Give the entries again, precisely as they were written.

··· Material to process

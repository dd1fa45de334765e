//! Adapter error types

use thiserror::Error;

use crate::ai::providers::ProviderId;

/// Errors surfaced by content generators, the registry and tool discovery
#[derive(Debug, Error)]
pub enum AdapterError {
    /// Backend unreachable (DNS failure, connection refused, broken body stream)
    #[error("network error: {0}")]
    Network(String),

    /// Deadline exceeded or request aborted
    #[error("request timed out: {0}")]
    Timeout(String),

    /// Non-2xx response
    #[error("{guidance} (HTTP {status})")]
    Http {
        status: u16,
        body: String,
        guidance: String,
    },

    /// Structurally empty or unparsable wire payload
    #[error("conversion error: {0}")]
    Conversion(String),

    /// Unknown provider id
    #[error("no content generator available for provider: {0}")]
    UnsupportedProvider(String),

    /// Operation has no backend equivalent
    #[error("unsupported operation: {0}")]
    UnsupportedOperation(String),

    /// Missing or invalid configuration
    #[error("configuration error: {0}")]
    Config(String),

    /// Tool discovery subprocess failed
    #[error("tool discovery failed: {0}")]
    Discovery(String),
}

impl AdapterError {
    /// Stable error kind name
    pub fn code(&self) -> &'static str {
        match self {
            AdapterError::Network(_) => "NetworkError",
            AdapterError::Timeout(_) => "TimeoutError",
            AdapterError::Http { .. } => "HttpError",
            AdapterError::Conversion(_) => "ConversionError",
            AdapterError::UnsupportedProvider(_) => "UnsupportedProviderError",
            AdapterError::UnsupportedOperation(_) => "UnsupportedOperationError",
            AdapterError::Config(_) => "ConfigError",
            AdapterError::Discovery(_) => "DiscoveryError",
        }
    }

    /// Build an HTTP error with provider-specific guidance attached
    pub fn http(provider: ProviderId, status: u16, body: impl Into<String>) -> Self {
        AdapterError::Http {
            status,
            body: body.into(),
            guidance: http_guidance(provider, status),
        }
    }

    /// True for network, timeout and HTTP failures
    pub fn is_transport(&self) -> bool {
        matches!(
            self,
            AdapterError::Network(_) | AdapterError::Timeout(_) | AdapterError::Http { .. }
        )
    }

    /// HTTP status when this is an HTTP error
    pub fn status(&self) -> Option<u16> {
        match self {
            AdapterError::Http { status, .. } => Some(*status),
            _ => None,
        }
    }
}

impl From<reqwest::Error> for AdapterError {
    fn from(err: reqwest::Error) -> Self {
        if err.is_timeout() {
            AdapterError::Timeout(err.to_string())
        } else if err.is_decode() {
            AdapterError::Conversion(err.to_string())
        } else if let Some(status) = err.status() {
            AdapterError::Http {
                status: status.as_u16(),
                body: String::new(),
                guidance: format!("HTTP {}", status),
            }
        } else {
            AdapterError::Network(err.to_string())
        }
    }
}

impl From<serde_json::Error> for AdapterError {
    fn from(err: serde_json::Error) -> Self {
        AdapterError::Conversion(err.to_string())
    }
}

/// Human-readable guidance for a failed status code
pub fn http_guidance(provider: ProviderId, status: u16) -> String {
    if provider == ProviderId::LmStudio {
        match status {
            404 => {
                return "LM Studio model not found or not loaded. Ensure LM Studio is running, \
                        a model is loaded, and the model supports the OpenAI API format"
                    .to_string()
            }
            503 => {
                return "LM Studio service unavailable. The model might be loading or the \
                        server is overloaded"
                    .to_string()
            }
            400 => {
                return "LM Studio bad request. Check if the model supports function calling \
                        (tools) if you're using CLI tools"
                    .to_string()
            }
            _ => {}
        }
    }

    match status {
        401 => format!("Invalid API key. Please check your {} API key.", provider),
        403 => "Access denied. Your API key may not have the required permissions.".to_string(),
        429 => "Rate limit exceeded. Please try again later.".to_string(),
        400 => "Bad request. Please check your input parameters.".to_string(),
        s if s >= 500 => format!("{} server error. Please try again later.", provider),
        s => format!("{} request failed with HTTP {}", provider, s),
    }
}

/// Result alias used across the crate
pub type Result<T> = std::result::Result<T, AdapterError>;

······

### Output below
repository dd1fa45de334765e
//! Adapter error types

use thiserror::Error;

use crate::ai::providers::ProviderId;

/// Errors surfaced by content generators, the registry and tool discovery
#[derive(Debug, Error)]
pub enum AdapterError {
    /// Backend unreachable (DNS failure, connection refused, broken body stream)
    #[error("network error: {0}")]
    Network(String),

    /// Deadline exceeded or request aborted
    #[error("request timed out: {0}")]
    Timeout(String),

    /// Non-2xx response
    #[error("{guidance} (HTTP {status})")]
    Http {
        status: u16,
        body: String,
        guidance: String,
    },

    /// Structurally empty or unparsable wire payload
    #[error("conversion error: {0}")]
    Conversion(String),

    /// Unknown provider id
    #[error("no content generator available for provider: {0}")]
    UnsupportedProvider(String),

    /// Operation has no backend equivalent
    #[error("unsupported operation: {0}")]
    UnsupportedOperation(String),

    /// Missing or invalid configuration
    #[error("configuration error: {0}")]
    Config(String),

    /// Tool discovery subprocess failed
    #[error("tool discovery failed: {0}")]
    Discovery(String),
}

impl AdapterError {
    /// Stable error kind name
    pub fn code(&self) -> &'static str {
        match self {
            AdapterError::Network(_) => "NetworkError",
            AdapterError::Timeout(_) => "TimeoutError",
            AdapterError::Http { .. } => "HttpError",
            AdapterError::Conversion(_) => "ConversionError",
            AdapterError::UnsupportedProvider(_) => "UnsupportedProviderError",
            AdapterError::UnsupportedOperation(_) => "UnsupportedOperationError",
            AdapterError::Config(_) => "ConfigError",
            AdapterError::Discovery(_) => "DiscoveryError",
        }
    }

    /// Build an HTTP error with provider-specific guidance attached
    pub fn http(provider: ProviderId, status: u16, body: impl Into<String>) -> Self {
        AdapterError::Http {
            status,
            body: body.into(),
            guidance: http_guidance(provider, status),
        }
    }

    /// True for network, timeout and HTTP failures
    pub fn is_transport(&self) -> bool {
        matches!(
            self,
            AdapterError::Network(_) | AdapterError::Timeout(_) | AdapterError::Http { .. }
        )
    }

    /// HTTP status when this is an HTTP error
    pub fn status(&self) -> Option<u16> {
        match self {
            AdapterError::Http { status, .. } => Some(*status),
            _ => None,
        }
    }
}

impl From<reqwest::Error> for AdapterError {
    fn from(err: reqwest::Error) -> Self {
        if err.is_timeout() {
            AdapterError::Timeout(err.to_string())
        } else if err.is_decode() {
            AdapterError::Conversion(err.to_string())
        } else if let Some(status) = err.status() {
            AdapterError::Http {
                status: status.as_u16(),
                body: String::new(),
                guidance: format!("HTTP {}", status),
            }
        } else {
            AdapterError::Network(err.to_string())
        }
    }
}

impl From<serde_json::Error> for AdapterError {
    fn from(err: serde_json::Error) -> Self {
        AdapterError::Conversion(err.to_string())
    }
}

/// Human-readable guidance for a failed status code
pub fn http_guidance(provider: ProviderId, status: u16) -> String {
    if provider == ProviderId::LmStudio {
        match status {
            404 => {
                return "LM Studio model not found or not loaded. Ensure LM Studio is running, \
                        a model is loaded, and the model supports the OpenAI API format"
                    .to_string()
            }
            503 => {
                return "LM Studio service unavailable. The model might be loading or the \
                        server is overloaded"
                    .to_string()
            }
            400 => {
                return "LM Studio bad request. Check if the model supports function calling \
                        (tools) if you're using CLI tools"
                    .to_string()
            }
            _ => {}
        }
    }

    match status {
        401 => format!("Invalid API key. Please check your {} API key.", provider),
        403 => "Access denied. Your API key may not have the required permissions.".to_string(),
        429 => "Rate limit exceeded. Please try again later.".to_string(),
        400 => "Bad request. Please check your input parameters.".to_string(),
        s if s >= 500 => format!("{} server error. Please try again later.", provider),
        s => format!("{} request failed with HTTP {}", provider, s),
    }
}

/// Result alias used across the crate
pub type Result<T> = std::result::Result<T, AdapterError>;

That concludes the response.